Racconto di Giovanni Filomena

(Prima pubblicazione – 22 febbraio 2019)

 

Quella sera d’autunno, seduto in macchina con la partita alla radio e la pioggia battente, mi pareva uno di quei soliti giorni che seduto delle mezz’ore – a volte ore – attendevo l’arrivo di mia moglie dal lavoro o dall’uscita con le amiche.

Aspettare così a lungo non era mai stato un caso: arrivare prima mi permetteva di gestire meglio ogni imprevisto.

Ma quella sera non era la stessa sera di sempre. Un dettaglio la cambiava: una uno bianca. Alla radio davano il Bologna, ma io di Bologna tifo solo la Fortitudo. Ma al fascino del derby non resisto, tanto più che la radiocronaca era così appassionata e avvincente che non potevo proprio esimermi dal seguirla.

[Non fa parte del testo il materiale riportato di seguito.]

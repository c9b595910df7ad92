//! Per-player performance summaries from logs.tf pug history: a declarative
//! stat registry builds per-game and per-player records, scrims and
//! unreliable samples are filtered out, and the remainder is rolled up into
//! per-player averages and best-single-game leaderboards for a spreadsheet.

pub mod aggregate;
pub mod config;
pub mod game_stats;
pub mod http_client;
pub mod log_cache;
pub mod logs_fetch;
pub mod model;
pub mod sheet_export;
pub mod stat_registry;
pub mod time_bounds;
//! logs.tf ingestion: uploader log metadata, 6v6 filtering, and cached log
//! bodies. Everything downstream of here is pure computation.

use std::collections::HashMap;
use std::thread;
use std::time::Duration;

use anyhow::{Context, Result, anyhow};
use reqwest::blocking::Client;
use serde::Deserialize;
use serde_json::Value;

use crate::log_cache::{LogCache, cached_log_date};
use crate::time_bounds::TimeBounds;

const LOGS_API_BASE: &str = "https://logs.tf/api/v1";
const METADATA_LIMIT: u32 = 10_000;
// Spacing between uncached fetches; logs.tf rate-limits bursts.
const FETCH_SPACING: Duration = Duration::from_millis(200);
// 6v6 rosters, allowing for subs joining mid-game.
const MIN_PLAYERS: u32 = 12;
const MAX_PLAYERS: u32 = 18;

#[derive(Debug, Clone, Deserialize)]
pub struct LogMetadata {
    pub id: u64,
    pub date: i64,
    #[serde(default)]
    pub players: u32,
}

#[derive(Debug, Deserialize)]
struct LogListResponse {
    logs: Vec<LogMetadata>,
}

pub fn fetch_uploader_log_metadata(client: &Client, uploader_id: &str) -> Result<Vec<LogMetadata>> {
    let url = format!("{LOGS_API_BASE}/log?uploader={uploader_id}&limit={METADATA_LIMIT}");
    let body = fetch_body(client, &url).context("log list request failed")?;
    let parsed: LogListResponse =
        serde_json::from_str(&body).context("invalid log list json")?;
    Ok(parsed.logs)
}

/// Keep 6v6-sized games inside the window.
pub fn filter_metadata_in_range<'a>(
    metadata: &'a [LogMetadata],
    bounds: &TimeBounds,
) -> Vec<&'a LogMetadata> {
    metadata
        .iter()
        .filter(|m| m.players >= MIN_PLAYERS && m.players < MAX_PLAYERS && bounds.contains(m.date))
        .collect()
}

/// Fetch the full log body for each metadata entry, serving from the cache
/// where the cached copy is still current.
pub fn fetch_logs(
    client: &Client,
    cache: &LogCache,
    metadata: &[&LogMetadata],
) -> Result<HashMap<u64, Value>> {
    let mut out = HashMap::with_capacity(metadata.len());
    let mut fetched_any = false;
    for entry in metadata {
        if let Some(cached) = cache.load(entry.id) {
            // A re-uploaded log carries a newer date in the metadata listing.
            if cached_log_date(&cached).is_some_and(|date| date >= entry.date) {
                out.insert(entry.id, cached);
                continue;
            }
        }
        if fetched_any {
            thread::sleep(FETCH_SPACING);
        }
        let log = fetch_log(client, entry.id)?;
        fetched_any = true;
        cache.store(entry.id, &log)?;
        out.insert(entry.id, log);
    }
    Ok(out)
}

fn fetch_log(client: &Client, log_id: u64) -> Result<Value> {
    let url = format!("{LOGS_API_BASE}/log/{log_id}");
    let body = fetch_body(client, &url).with_context(|| format!("log {log_id} request failed"))?;
    serde_json::from_str(&body).with_context(|| format!("log {log_id}: invalid json"))
}

fn fetch_body(client: &Client, url: &str) -> Result<String> {
    let resp = client.get(url).send().context("request failed")?;
    let status = resp.status();
    let body = resp.text().context("failed reading body")?;
    if !status.is_success() {
        return Err(anyhow!("http {status}: {body}"));
    }
    Ok(body)
}

#[cfg(test)]
mod tests {
    use super::*;

    fn meta(id: u64, date: i64, players: u32) -> LogMetadata {
        LogMetadata { id, date, players }
    }

    #[test]
    fn filters_by_player_count_and_date() {
        let metadata = vec![
            meta(1, 150, 12), // in
            meta(2, 150, 11), // too few players
            meta(3, 150, 18), // too many players
            meta(4, 99, 12),  // before the window
            meta(5, 201, 12), // after the window
            meta(6, 200, 17), // in, at both edges
        ];
        let bounds = TimeBounds::new(100, 200);
        let kept: Vec<u64> = filter_metadata_in_range(&metadata, &bounds)
            .iter()
            .map(|m| m.id)
            .collect();
        assert_eq!(kept, vec![1, 6]);
    }

    #[test]
    fn metadata_parses_with_missing_players() {
        let raw = r#"{"logs": [{"id": 1, "date": 100}, {"id": 2, "date": 101, "players": 12}]}"#;
        let parsed: LogListResponse = serde_json::from_str(raw).unwrap();
        assert_eq!(parsed.logs[0].players, 0);
        assert_eq!(parsed.logs[1].players, 12);
    }
}
//! Per-match stat building: the two stat registries (game-level and
//! player-level), the typed records they produce, and the scrim classifier.

use std::collections::HashSet;

use anyhow::{Context, Result};
use once_cell::sync::Lazy;
use serde_json::Value;

use crate::model::{ClassType, GameResult, Team};
use crate::stat_registry::{LogId, StatDefinition, StatScalar, StatSet, evaluate};

/// Game-level registry, evaluated once per log.
pub static GAME_STAT_DEFS: Lazy<Vec<StatDefinition>> = Lazy::new(|| {
    vec![
        StatDefinition::raw_number("duration", "length"),
        StatDefinition::new("winning_team", |_, log| {
            Ok(StatScalar::WinningSide(decide_winning_team(log)?))
        }),
    ]
});

/// Player-level registry, evaluated once per participant. The accumulator is
/// seeded with the game-level stats under a `game_` prefix, so derived
/// definitions like `game_result` can reference the match's winning side.
pub static PLAYER_STAT_DEFS: Lazy<Vec<StatDefinition>> = Lazy::new(|| {
    vec![
        // base extractors
        StatDefinition::raw_number("damage", "dmg"),
        StatDefinition::raw_number("heals", "heal"),
        StatDefinition::raw_number("heals_received", "hr"),
        StatDefinition::raw_number("kills", "kills"),
        StatDefinition::raw_number("assists", "assists"),
        StatDefinition::raw_number("deaths", "deaths"),
        StatDefinition::raw_number("airshots", "as"),
        StatDefinition::raw_number("captures", "cpc"),
        StatDefinition::new("team", |_, raw| {
            let raw_team = raw
                .get("team")
                .and_then(Value::as_str)
                .context("player log missing `team`")?;
            let team = Team::from_log_name(raw_team)
                .with_context(|| format!("unrecognized team `{raw_team}`"))?;
            Ok(StatScalar::Side(team))
        }),
        StatDefinition::new("class_type", |_, raw| Ok(StatScalar::Role(main_class(raw)?))),
        StatDefinition::new("total_playtime_in_seconds", |_, raw| {
            let total = played_class_entries(raw)?
                .iter()
                .map(|(_, time)| time)
                .sum();
            Ok(StatScalar::Number(total))
        }),
        // derived stats
        StatDefinition::new("game_result", |stats, _| {
            let result = match stats.winning_side("game_winning_team")? {
                None => GameResult::Tie,
                Some(winner) if winner == stats.side("team")? => GameResult::Win,
                Some(_) => GameResult::Loss,
            };
            Ok(StatScalar::Outcome(result))
        }),
        StatDefinition::new("average_dpm", |stats, _| per_minute(stats, "damage")),
        StatDefinition::new("average_hpm", |stats, _| per_minute(stats, "heals")),
        StatDefinition::new("average_hrpm", |stats, _| per_minute(stats, "heals_received")),
    ]
});

fn per_minute(stats: &StatSet, name: &str) -> Result<StatScalar> {
    let minutes = stats.number("game_duration")? / 60.0;
    Ok(StatScalar::Number(stats.number(name)? / minutes))
}

fn side_score(log: &Value, side: Team) -> Result<i64> {
    log.get("teams")
        .and_then(|teams| teams.get(side.log_name()))
        .and_then(|team| team.get("score"))
        .and_then(Value::as_i64)
        .with_context(|| format!("log missing `teams.{}.score`", side.log_name()))
}

fn decide_winning_team(log: &Value) -> Result<Option<Team>> {
    let red = side_score(log, Team::Red)?;
    let blue = side_score(log, Team::Blue)?;
    Ok(if red == blue {
        None
    } else if red > blue {
        Some(Team::Red)
    } else {
        Some(Team::Blue)
    })
}

/// The per-class playtime breakdown, minus `undefined`/`unknown` entries.
/// Those show up when a player idles in spectate before joining and would
/// otherwise dominate the playtime numbers.
fn played_class_entries(player_log: &Value) -> Result<Vec<(&str, f64)>> {
    let entries = player_log
        .get("class_stats")
        .and_then(Value::as_array)
        .context("player log missing `class_stats`")?;
    let mut out = Vec::with_capacity(entries.len());
    for entry in entries {
        let kind = entry
            .get("type")
            .and_then(Value::as_str)
            .context("class_stats entry missing `type`")?;
        if kind == "undefined" || kind == "unknown" {
            continue;
        }
        let total_time = entry
            .get("total_time")
            .and_then(Value::as_f64)
            .with_context(|| format!("class_stats entry for `{kind}` missing `total_time`"))?;
        out.push((kind, total_time));
    }
    Ok(out)
}

/// The class is whatever single class had the highest playtime.
fn main_class(player_log: &Value) -> Result<ClassType> {
    let entries = played_class_entries(player_log)?;
    let (kind, _) = entries
        .iter()
        .copied()
        .max_by(|a, b| a.1.total_cmp(&b.1))
        .context("no played classes in `class_stats`")?;
    ClassType::from_log_name(kind).with_context(|| format!("unrecognized class `{kind}`"))
}

#[derive(Debug, Clone)]
pub struct SingleGameStats {
    pub log_id: LogId,
    pub duration_secs: f64,
    /// `None` when the side scores were equal.
    pub winning_team: Option<Team>,
    pub stats: StatSet,
    pub player_stats: Vec<PlayerSingleGameStats>,
}

impl SingleGameStats {
    pub fn from_log(log_id: LogId, log: &Value) -> Result<Self> {
        let stats = evaluate(&GAME_STAT_DEFS, log_id, log, StatSet::new())
            .with_context(|| format!("log {log_id}: game stats"))?;
        let duration_secs = stats.number("duration")?;
        let winning_team = stats.winning_side("winning_team")?;

        let players = log
            .get("players")
            .and_then(Value::as_object)
            .with_context(|| format!("log {log_id} missing `players`"))?;
        let mut player_stats = Vec::with_capacity(players.len());
        for (steam_id, player_log) in players {
            player_stats.push(
                PlayerSingleGameStats::from_player_log(log_id, &stats, steam_id, player_log)
                    .with_context(|| format!("log {log_id}: player {steam_id}"))?,
            );
        }

        Ok(Self {
            log_id,
            duration_secs,
            winning_team,
            stats,
            player_stats,
        })
    }

    /// A game with at least `threshold` roster members on the same side is an
    /// organized scrim rather than a pickup game.
    pub fn is_scrim(&self, roster_ids: &HashSet<String>, threshold: usize) -> bool {
        Team::ALL.iter().any(|side| {
            let count = self
                .player_stats
                .iter()
                .filter(|p| p.team == *side && roster_ids.contains(&p.steam_id))
                .count();
            count >= threshold
        })
    }
}

/// One player's computed stats for one match. The typed fields are extracted
/// once at construction (failing loudly on any registry misconfiguration);
/// `stats` keeps the provenance-tagged values behind them.
#[derive(Debug, Clone)]
pub struct PlayerSingleGameStats {
    pub log_id: LogId,
    pub steam_id: String,
    pub class_type: ClassType,
    pub team: Team,
    pub game_result: GameResult,
    pub total_playtime_secs: f64,
    pub game_duration_secs: f64,
    pub average_dpm: f64,
    pub average_hpm: f64,
    pub average_hrpm: f64,
    pub kills: f64,
    pub assists: f64,
    pub deaths: f64,
    pub airshots: f64,
    pub captures: f64,
    pub stats: StatSet,
}

impl PlayerSingleGameStats {
    pub fn from_player_log(
        log_id: LogId,
        game_stats: &StatSet,
        steam_id: &str,
        player_log: &Value,
    ) -> Result<Self> {
        let seed = game_stats.clone().into_prefixed("game_");
        let stats = evaluate(&PLAYER_STAT_DEFS, log_id, player_log, seed)?;

        Ok(Self {
            log_id,
            steam_id: steam_id.to_string(),
            class_type: stats.role("class_type")?,
            team: stats.side("team")?,
            game_result: stats.outcome("game_result")?,
            total_playtime_secs: stats.number("total_playtime_in_seconds")?,
            game_duration_secs: stats.number("game_duration")?,
            average_dpm: stats.number("average_dpm")?,
            average_hpm: stats.number("average_hpm")?,
            average_hrpm: stats.number("average_hrpm")?,
            kills: stats.number("kills")?,
            assists: stats.number("assists")?,
            deaths: stats.number("deaths")?,
            airshots: stats.number("airshots")?,
            captures: stats.number("captures")?,
            stats,
        })
    }
}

Pochi istanti dopo, venni attirato da una frenata lunga: era una Uno bianca che si era appena fermata dall’altro lato della strada. Scesero 4 uomini che a passo spedito si diressero nello shop della stazione di servizio dove avevano fermato l’auto.

Con lo sguardo seguii i 4 entrare nello shop e un uomo restare al volante della uno. Poi mi guardai un po’ attorno per assicurami che tutto procedesse come sempre, ma la pioggia e la poco luminosita’ dello stradone non permettevano di scorgere gran chè; così riaccesi la radio e ritornai a seguire la partita.

Appena ritornato col l’attenzione sulla radiocronaca, dallo shop del benzinaio sento esplodere un paio di colpi di pistola. D’istinto mi sdraio sul sedile a fianco e attendo che la uno riparta.

I minuti passano concitati ma non sento nulla, nessuna voce, nessun motore pronto a partire. Così mi rialzo e do’ un’occhiata dal finestrino. La uno bianca è ancora lì.

“Ma cosa aspettano a scappare via?”

Immediatamente dopo sento sparare e il rantolo di un uomo: hanno rapinato e ucciso il benzinaio.

Sta volta non ho avuto tempo né l’istinto di nascondermi nell’auto come in precedenza. E impietrito fisso il finestrino davanti a me, che ricoperto da pioggia non mi permette di vedere nulla di chiaro, nitido. Ho solo una serie di pensieri che mi si accavallano: “Mi ha visto!

L’uomo al volante mi ha visto! Forse l’uomo al volante non mi ha potuto vedere! Io però ho visto loro! Cioè no, li ho sentiti arrivare, sparare, ammazzare! Cosa devo fare ora? Tenermelo per me o aiutare le autorità? Si, devo aiutare a fare giustizia, specialmente ora che non riesco più ad abbassarmi, a far finta di nulla”.

E pure il tempo sembrava essere dalla mia, perché la uno era ancora lì e perché chi stava al volante l’aveva lasciata incustodita.

Così scivolai dal lato passeggeri dell’auto, e avvicinatomi alla uno, presi nota della targa.

“Ecco fatto, ce li ho in pugno” pensai una volta rientrato in macchina. E pensando che da lì a poco avrei riabbracciato mia moglie, non stavo più nella pelle immaginando cosa le avrei raccontato.

Ma fu solo un attimo. Poi sentii solo una mano aprire la portiera, una voce intimarmi di scendere ed inginocchiarmi, uno sparo nella fronte e la pioggia battere incessante sul mio corpo inerme.